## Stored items
Start of Block
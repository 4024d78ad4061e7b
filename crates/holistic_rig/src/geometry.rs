//! Vector helpers shared by the synthesizer and the solver.
//!
//! Functions that normalize return `None` on degenerate input instead of a
//! non-finite value; callers decide what to fall back to.

use glam::{Mat3, Quat, Vec3};

/// Lengths below this are treated as zero.
pub const EPSILON: f32 = 1e-6;

pub fn midpoint(a: Vec3, b: Vec3) -> Vec3 {
    (a + b) * 0.5
}

/// Rotation whose local +Z points along `forward` and whose local +Y lies in
/// the plane of `forward` and `up`.
///
/// If `up` is zero or parallel to `forward` the roll is left to the shortest arc
/// from +Z. Returns `None` when `forward` has no length.
pub fn look_rotation(forward: Vec3, up: Vec3) -> Option<Quat> {
    let forward = forward.try_normalize()?;
    let right = up.normalize_or_zero().cross(forward);
    if right.length_squared() < EPSILON {
        return Some(Quat::from_rotation_arc(Vec3::Z, forward));
    }
    let right = right.normalize();
    let up = forward.cross(right);
    Some(Quat::from_mat3(&Mat3::from_cols(right, up, forward)).normalize())
}

/// Rotation about the vertical axis facing along `direction`, with pitch and
/// roll forced to zero.
pub fn yaw_rotation(direction: Vec3) -> Option<Quat> {
    if direction.x.abs() < EPSILON && direction.z.abs() < EPSILON {
        return None;
    }
    Some(Quat::from_rotation_y(direction.x.atan2(direction.z)))
}

/// Palm normal of a hand, averaged from two cross products so that a hand
/// lying edge-on to the camera still yields a stable direction.
pub fn palm_normal(to_thumb: Vec3, to_index: Vec3, to_pinky: Vec3) -> Option<Vec3> {
    let thumb_side = to_thumb.cross(to_index);
    let pinky_side = to_index.cross(to_pinky);
    if thumb_side.length_squared() < EPSILON || pinky_side.length_squared() < EPSILON {
        return None;
    }
    ((thumb_side + pinky_side) * 0.5).try_normalize()
}

#[cfg(test)]
mod tests {
    use super::*;

    #[test]
    fn test_midpoint_is_symmetric() {
        let pairs = [
            (Vec3::new(1.0, 2.0, 3.0), Vec3::new(-4.0, 0.5, 9.0)),
            (Vec3::ZERO, Vec3::new(0.1, -0.2, 0.3)),
            (Vec3::splat(-7.5), Vec3::splat(7.5)),
        ];
        for (a, b) in pairs {
            let m = midpoint(a, b);
            assert_eq!(m, midpoint(b, a));
            assert!((m.distance(a) - m.distance(b)).abs() < 1e-6);
        }
    }

    #[test]
    fn test_look_rotation_axes() {
        let forward = Vec3::new(1.0, 0.0, 1.0);
        let rotation = look_rotation(forward, Vec3::Y).unwrap();
        assert!((rotation * Vec3::Z).abs_diff_eq(forward.normalize(), 1e-5));
        assert!((rotation * Vec3::Y).abs_diff_eq(Vec3::Y, 1e-5));
    }

    #[test]
    fn test_look_rotation_identity() {
        let rotation = look_rotation(Vec3::Z, Vec3::Y).unwrap();
        assert!(rotation.abs_diff_eq(Quat::IDENTITY, 1e-6));
    }

    #[test]
    fn test_look_rotation_parallel_up() {
        let rotation = look_rotation(Vec3::Y * 2.0, Vec3::Y).unwrap();
        assert!(rotation.is_finite());
        assert!((rotation * Vec3::Z).abs_diff_eq(Vec3::Y, 1e-5));
    }

    #[test]
    fn test_look_rotation_nearly_parallel_up() {
        let forward = Vec3::new(0.3, 0.9, -0.2);
        let up = forward * 0.5 + Vec3::new(1e-7, 0.0, 0.0);
        let rotation = look_rotation(forward, up).unwrap();
        let expected = Quat::from_rotation_arc(Vec3::Z, forward.normalize());
        assert!(rotation.abs_diff_eq(expected, 1e-6));
    }

    #[test]
    fn test_look_rotation_zero_forward() {
        assert!(look_rotation(Vec3::ZERO, Vec3::Y).is_none());
    }

    #[test]
    fn test_yaw_rotation() {
        let direction = Vec3::new(-0.2, 0.0, -0.4);
        let rotation = yaw_rotation(direction).unwrap();
        let expected = Quat::from_rotation_y((-0.2f32).atan2(-0.4));
        assert!(rotation.abs_diff_eq(expected, 1e-6));
        assert!(yaw_rotation(Vec3::Y).is_none());
    }

    #[test]
    fn test_palm_normal_collinear() {
        let d = Vec3::new(0.0, 1.0, 0.0);
        assert!(palm_normal(d, d * 2.0, d * 3.0).is_none());
    }

    #[test]
    fn test_palm_normal_flat_hand() {
        let normal = palm_normal(
            Vec3::new(-1.0, 0.5, 0.0),
            Vec3::new(0.0, 1.0, 0.0),
            Vec3::new(1.0, 0.8, 0.0),
        ).unwrap();
        assert!(normal.abs_diff_eq(Vec3::NEG_Z, 1e-5));
    }
}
End of Block
## ASSIGNMENT
Reproduce every entry shown above, precisely as it stands.

## RESPONSE TO THIS TASK
repository 4024d78ad4061e7b
filename crates/holistic_rig/src/geometry.rs
//! Vector helpers shared by the synthesizer and the solver.
//!
//! Functions that normalize return `None` on degenerate input instead of a
//! non-finite value; callers decide what to fall back to.

use glam::{Mat3, Quat, Vec3};

/// Lengths below this are treated as zero.
pub const EPSILON: f32 = 1e-6;

pub fn midpoint(a: Vec3, b: Vec3) -> Vec3 {
    (a + b) * 0.5
}

/// Rotation whose local +Z points along `forward` and whose local +Y lies in
/// the plane of `forward` and `up`.
///
/// If `up` is zero or parallel to `forward` the roll is left to the shortest arc
/// from +Z. Returns `None` when `forward` has no length.
pub fn look_rotation(forward: Vec3, up: Vec3) -> Option<Quat> {
    let forward = forward.try_normalize()?;
    let right = up.normalize_or_zero().cross(forward);
    if right.length_squared() < EPSILON {
        return Some(Quat::from_rotation_arc(Vec3::Z, forward));
    }
    let right = right.normalize();
    let up = forward.cross(right);
    Some(Quat::from_mat3(&Mat3::from_cols(right, up, forward)).normalize())
}

/// Rotation about the vertical axis facing along `direction`, with pitch and
/// roll forced to zero.
pub fn yaw_rotation(direction: Vec3) -> Option<Quat> {
    if direction.x.abs() < EPSILON && direction.z.abs() < EPSILON {
        return None;
    }
    Some(Quat::from_rotation_y(direction.x.atan2(direction.z)))
}

/// Palm normal of a hand, averaged from two cross products so that a hand
/// lying edge-on to the camera still yields a stable direction.
pub fn palm_normal(to_thumb: Vec3, to_index: Vec3, to_pinky: Vec3) -> Option<Vec3> {
    let thumb_side = to_thumb.cross(to_index);
    let pinky_side = to_index.cross(to_pinky);
    if thumb_side.length_squared() < EPSILON || pinky_side.length_squared() < EPSILON {
        return None;
    }
    ((thumb_side + pinky_side) * 0.5).try_normalize()
}

#[cfg(test)]
mod tests {
    use super::*;

    #[test]
    fn test_midpoint_is_symmetric() {
        let pairs = [
            (Vec3::new(1.0, 2.0, 3.0), Vec3::new(-4.0, 0.5, 9.0)),
            (Vec3::ZERO, Vec3::new(0.1, -0.2, 0.3)),
            (Vec3::splat(-7.5), Vec3::splat(7.5)),
        ];
        for (a, b) in pairs {
            let m = midpoint(a, b);
            assert_eq!(m, midpoint(b, a));
            assert!((m.distance(a) - m.distance(b)).abs() < 1e-6);
        }
    }

    #[test]
    fn test_look_rotation_axes() {
        let forward = Vec3::new(1.0, 0.0, 1.0);
        let rotation = look_rotation(forward, Vec3::Y).unwrap();
        assert!((rotation * Vec3::Z).abs_diff_eq(forward.normalize(), 1e-5));
        assert!((rotation * Vec3::Y).abs_diff_eq(Vec3::Y, 1e-5));
    }

    #[test]
    fn test_look_rotation_identity() {
        let rotation = look_rotation(Vec3::Z, Vec3::Y).unwrap();
        assert!(rotation.abs_diff_eq(Quat::IDENTITY, 1e-6));
    }

    #[test]
    fn test_look_rotation_parallel_up() {
        let rotation = look_rotation(Vec3::Y * 2.0, Vec3::Y).unwrap();
        assert!(rotation.is_finite());
        assert!((rotation * Vec3::Z).abs_diff_eq(Vec3::Y, 1e-5));
    }

    #[test]
    fn test_look_rotation_nearly_parallel_up() {
        let forward = Vec3::new(0.3, 0.9, -0.2);
        let up = forward * 0.5 + Vec3::new(1e-7, 0.0, 0.0);
        let rotation = look_rotation(forward, up).unwrap();
        let expected = Quat::from_rotation_arc(Vec3::Z, forward.normalize());
        assert!(rotation.abs_diff_eq(expected, 1e-6));
    }

    #[test]
    fn test_look_rotation_zero_forward() {
        assert!(look_rotation(Vec3::ZERO, Vec3::Y).is_none());
    }

    #[test]
    fn test_yaw_rotation() {
        let direction = Vec3::new(-0.2, 0.0, -0.4);
        let rotation = yaw_rotation(direction).unwrap();
        let expected = Quat::from_rotation_y((-0.2f32).atan2(-0.4));
        assert!(rotation.abs_diff_eq(expected, 1e-6));
        assert!(yaw_rotation(Vec3::Y).is_none());
    }

    #[test]
    fn test_palm_normal_collinear() {
        let d = Vec3::new(0.0, 1.0, 0.0);
        assert!(palm_normal(d, d * 2.0, d * 3.0).is_none());
    }

    #[test]
    fn test_palm_normal_flat_hand() {
        let normal = palm_normal(
            Vec3::new(-1.0, 0.5, 0.0),
            Vec3::new(0.0, 1.0, 0.0),
            Vec3::new(1.0, 0.8, 0.0),
        ).unwrap();
        assert!(normal.abs_diff_eq(Vec3::NEG_Z, 1e-5));
    }
}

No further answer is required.